Hari Kondabolu may be waiting for the year 2042, when it’s projected that white people will be the statistical minority in the United States, but his 2014 was pretty great, too.
The 32-year-old Brooklyn-based standup released an album, Waiting for 2042; performed on the Late Show With David Letterman, Conan, and @midnight; and did “a bunch of radio things” on NPR, including a whole episode of Fresh Air with Terry Gross.
“I’m glad the year is winding down,” he told the Straight over the phone from his parents’ home in Queens the day before American Thanksgiving. “It’s been a good year but it’s been a really busy year with lots of travelling. I kind of want things to slow down for some stretch before they pick up again. It felt like one thing led to the next thing led to the next thing, which is an incredible privilege but it felt like I never really stopped.”
His upcoming trip to Vancouver is a bonus, though, not part of his exhausting support tour for the album. He’s visiting a friend in Seattle and thought it would be a great time to make amends to us.

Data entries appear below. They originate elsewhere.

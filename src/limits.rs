//! Limits and constraints for schema analysis
//!
//! These bound the work done on a single schema so that oversized or
//! pathological input fails fast instead of exhausting memory or the stack.

use crate::error::{Error, Result};

/// Global limits configuration
#[derive(Debug, Clone, PartialEq, Eq)]
pub struct Limits {
    /// Maximum element nesting depth of the schema document
    pub max_xml_depth: usize,

    /// Maximum schema file size in bytes
    pub max_xml_size: usize,

    /// Maximum number of schema components (declarations and definitions)
    pub max_schema_components: usize,

    /// Maximum length of a base-type derivation chain
    pub max_derivation_depth: usize,
}

impl Default for Limits {
    fn default() -> Self {
        Self {
            max_xml_depth: 1000,
            max_xml_size: 100 * 1024 * 1024, // 100 MB
            max_schema_components: 100000,
            max_derivation_depth: 256,
        }
    }
}

impl Limits {
    /// Create a new Limits with default values
    pub fn new() -> Self {
        Self::default()
    }

    /// Create strict limits (more restrictive)
    pub fn strict() -> Self {
        Self {
            max_xml_depth: 100,
            max_xml_size: 10 * 1024 * 1024, // 10 MB
            max_schema_components: 10000,
            max_derivation_depth: 32,
        }
    }

    /// Create permissive limits (less restrictive, use with caution)
    pub fn permissive() -> Self {
        Self {
            max_xml_depth: 10000,
            max_xml_size: 1024 * 1024 * 1024, // 1 GB
            max_schema_components: 1000000,
            max_derivation_depth: 4096,
        }
    }

    /// Check if XML depth is within limits
    pub fn check_xml_depth(&self, depth: usize) -> Result<()> {
        if depth > self.max_xml_depth {
            Err(Error::LimitExceeded(format!(
                "XML depth {} exceeds maximum {}",
                depth, self.max_xml_depth
            )))
        } else {
            Ok(())
        }
    }

    /// Check if XML size is within limits
    pub fn check_xml_size(&self, size: usize) -> Result<()> {
        if size > self.max_xml_size {
            Err(Error::LimitExceeded(format!(
                "XML size {} bytes exceeds maximum {} bytes",
                size, self.max_xml_size
            )))
        } else {
            Ok(())
        }
    }

    /// Check if number of schema components is within limits
    pub fn check_schema_components(&self, count: usize) -> Result<()> {
        if count > self.max_schema_components {
            Err(Error::LimitExceeded(format!(
                "Schema component count {} exceeds maximum {}",
                count, self.max_schema_components
            )))
        } else {
            Ok(())
        }
    }

    /// Check if a derivation chain is within limits
    pub fn check_derivation_depth(&self, depth: usize) -> Result<()> {
        if depth > self.max_derivation_depth {
            Err(Error::LimitExceeded(format!(
                "Derivation chain length {} exceeds maximum {}",
                depth, self.max_derivation_depth
            )))
        } else {
            Ok(())
        }
    }
}
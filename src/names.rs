//! XML name validation and utilities
//!
//! NCName checks for declaration names and prefix splitting for QNames.

use once_cell::sync::Lazy;
use regex::Regex;

// Letters, digits and combining marks stand in for the full NameStartChar /
// NameChar productions.
static NCNAME: Lazy<Regex> = Lazy::new(|| {
    Regex::new(r"^[\p{L}_][\p{L}\p{M}\p{N}_.\-\x{B7}]*$").expect("NCName pattern is valid")
});

/// Check if a string is a valid NCName (non-colonized name)
pub fn is_valid_ncname(name: &str) -> bool {
    NCNAME.is_match(name)
}

/// Split a QName into prefix and local name
pub fn split_qname(qname: &str) -> (Option<&str>, &str) {
    if let Some((prefix, local)) = qname.split_once(':') {
        (Some(prefix), local)
    } else {
        (None, qname)
    }
}

#[cfg(test)]
mod tests {
    use super::*;

    #[test]
    fn test_is_valid_ncname() {
        assert!(is_valid_ncname("element"));
        assert!(is_valid_ncname("my-element"));
        assert!(is_valid_ncname("my_element"));
        assert!(is_valid_ncname("element123"));
        assert!(is_valid_ncname("_element"));
        assert!(is_valid_ncname("élément"));

        assert!(!is_valid_ncname(""));
        assert!(!is_valid_ncname("123element"));
        assert!(!is_valid_ncname("-element"));
        assert!(!is_valid_ncname("prefix:element"));
    }

    #[test]
    fn test_split_qname() {
        assert_eq!(split_qname("element"), (None, "element"));
        assert_eq!(split_qname("xs:element"), (Some("xs"), "element"));
    }
}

“I was going to come up to Vancouver months ago and it didn’t work out,” he says. “I got so many emails and people saying, ‘How could you do Portland and Seattle and not stop here?’ The idea of going a whole year without doing a show in Vancouver seemed really wrong.”

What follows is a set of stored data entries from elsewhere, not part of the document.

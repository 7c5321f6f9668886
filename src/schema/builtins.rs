//! XSD built-in types
//!
//! Every built-in datatype is a simple type except `xs:anyType`, the ur-type,
//! which is complex with mixed content admitting any element.

use std::collections::HashMap;

use once_cell::sync::Lazy;

use super::model::{
    ComplexType, ContentModel, ModelGroup, ModelType, Particle, SimpleType, TypeDefinition,
};
use crate::namespaces::QName;
use crate::{XSD_1_0_NAMESPACE, XSD_1_1_NAMESPACE};

/// The ur-type
pub const XSD_ANY_TYPE: &str = "anyType";
/// Base of all simple types
pub const XSD_ANY_SIMPLE_TYPE: &str = "anySimpleType";
/// Base of all atomic types (XSD 1.1)
pub const XSD_ANY_ATOMIC_TYPE: &str = "anyAtomicType";

// (name, base) for each built-in simple type
const BUILTIN_SIMPLE_TYPES: &[(&str, &str)] = &[
    (XSD_ANY_SIMPLE_TYPE, XSD_ANY_TYPE),
    (XSD_ANY_ATOMIC_TYPE, XSD_ANY_SIMPLE_TYPE),
    // Primitive types
    ("string", XSD_ANY_ATOMIC_TYPE),
    ("boolean", XSD_ANY_ATOMIC_TYPE),
    ("decimal", XSD_ANY_ATOMIC_TYPE),
    ("float", XSD_ANY_ATOMIC_TYPE),
    ("double", XSD_ANY_ATOMIC_TYPE),
    ("duration", XSD_ANY_ATOMIC_TYPE),
    ("dateTime", XSD_ANY_ATOMIC_TYPE),
    ("time", XSD_ANY_ATOMIC_TYPE),
    ("date", XSD_ANY_ATOMIC_TYPE),
    ("gYearMonth", XSD_ANY_ATOMIC_TYPE),
    ("gYear", XSD_ANY_ATOMIC_TYPE),
    ("gMonthDay", XSD_ANY_ATOMIC_TYPE),
    ("gDay", XSD_ANY_ATOMIC_TYPE),
    ("gMonth", XSD_ANY_ATOMIC_TYPE),
    ("hexBinary", XSD_ANY_ATOMIC_TYPE),
    ("base64Binary", XSD_ANY_ATOMIC_TYPE),
    ("anyURI", XSD_ANY_ATOMIC_TYPE),
    ("QName", XSD_ANY_ATOMIC_TYPE),
    ("NOTATION", XSD_ANY_ATOMIC_TYPE),
    // String-derived types
    ("normalizedString", "string"),
    ("token", "normalizedString"),
    ("language", "token"),
    ("Name", "token"),
    ("NMTOKEN", "token"),
    ("NMTOKENS", "NMTOKEN"),
    ("NCName", "Name"),
    ("ID", "NCName"),
    ("IDREF", "NCName"),
    ("IDREFS", "IDREF"),
    ("ENTITY", "NCName"),
    ("ENTITIES", "ENTITY"),
    // Numeric types
    ("integer", "decimal"),
    ("nonPositiveInteger", "integer"),
    ("negativeInteger", "nonPositiveInteger"),
    ("long", "integer"),
    ("int", "long"),
    ("short", "int"),
    ("byte", "short"),
    ("nonNegativeInteger", "integer"),
    ("unsignedLong", "nonNegativeInteger"),
    ("unsignedInt", "unsignedLong"),
    ("unsignedShort", "unsignedInt"),
    ("unsignedByte", "unsignedShort"),
    ("positiveInteger", "nonNegativeInteger"),
    // XSD 1.1 additions
    ("yearMonthDuration", "duration"),
    ("dayTimeDuration", "duration"),
    ("dateTimeStamp", "dateTime"),
];

static BUILTIN_BASES: Lazy<HashMap<&'static str, &'static str>> =
    Lazy::new(|| BUILTIN_SIMPLE_TYPES.iter().copied().collect());

/// Whether `namespace` is one of the XSD namespaces
pub fn is_xsd_namespace(namespace: Option<&str>) -> bool {
    matches!(namespace, Some(XSD_1_0_NAMESPACE) | Some(XSD_1_1_NAMESPACE))
}

/// Whether `name` is `xs:anyType`
pub fn is_any_type(name: &QName) -> bool {
    is_xsd_namespace(name.namespace.as_deref()) && name.local_name == XSD_ANY_TYPE
}

/// Whether `name` is a built-in type
pub fn is_builtin(name: &QName) -> bool {
    is_xsd_namespace(name.namespace.as_deref())
        && (name.local_name == XSD_ANY_TYPE
            || BUILTIN_BASES.contains_key(name.local_name.as_str()))
}

/// `xs:anyType` in the XSD 1.0 namespace
pub fn any_type_name() -> QName {
    QName::namespaced(XSD_1_0_NAMESPACE, XSD_ANY_TYPE)
}

/// Look up a built-in type definition
pub fn builtin_type(name: &QName) -> Option<TypeDefinition> {
    let namespace = name.namespace.as_deref()?;
    if !is_xsd_namespace(Some(namespace)) {
        return None;
    }

    let local = name.local_name.as_str();
    if local == XSD_ANY_TYPE {
        return Some(TypeDefinition::Complex(any_type(name.clone())));
    }

    let base = BUILTIN_BASES.get(local)?;
    Some(TypeDefinition::Simple(SimpleType {
        name: Some(name.clone()),
        base: Some(QName::namespaced(namespace, *base)),
    }))
}

fn any_type(name: QName) -> ComplexType {
    let mut group = ModelGroup::new(ModelType::Sequence);
    group.particles.push(Particle::Any);
    let mut complex_type = ComplexType::new(Some(name), ContentModel::Mixed(group));
    complex_type.mixed = Some(true);
    complex_type
}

All this work started rolling in after the show he was writing and performing on, Totally Biased With W. Kamau Bell, was cancelled about a year ago. He’d recorded Waiting for 2042 the previous summer, but had no time to edit the thing until his network-imposed freedom.
“It’s something I’d wanted to do since I started performing and finally I had the hour that I was proud of releasing,” he says. “I just didn’t have the time to do it. And when I did have breaks from work, the idea of working on the album seemed so daunting.”
Kondabolu talks about his tour as a campaign in support of the album, sounding not unlike a politician. Even on-stage, the London School of Economics grad with a master’s in human rights can get downright political. But he doesn’t plan on running for office anytime soon.
“I’m fairly blunt,” he says. “It’s not like I’m always being diplomatic. People might laugh at it, but I don’t know if they’ll vote for that.”
His diploma, as lofty as it is, didn’t find him work—not that he even tried. But it certainly informed his chosen field, so it didn’t go completely to waste.
“I don’t think knowledge can ever be wasted,” he says. “I was enriched. I think it made my arguments stronger. A lot of my standup feels like little essays. But if you mean as a degree in order to get a job, yes, it was wasted.”
Kondabolu, the son of South Asian immigrants, takes what he calls the Clash approach to standup (as opposed to the Sex Pistols route, which he defines as contrariness for the sake of it). The Clash way is “thinking about justice and fairness, which I think is part of comedy because we deconstruct the norms of people. And that then leads to you questioning fairness, which is what I do. Everything does get kind of philosophical with me. There are jokes. But a lot of it, also, is a person’s brain meandering.”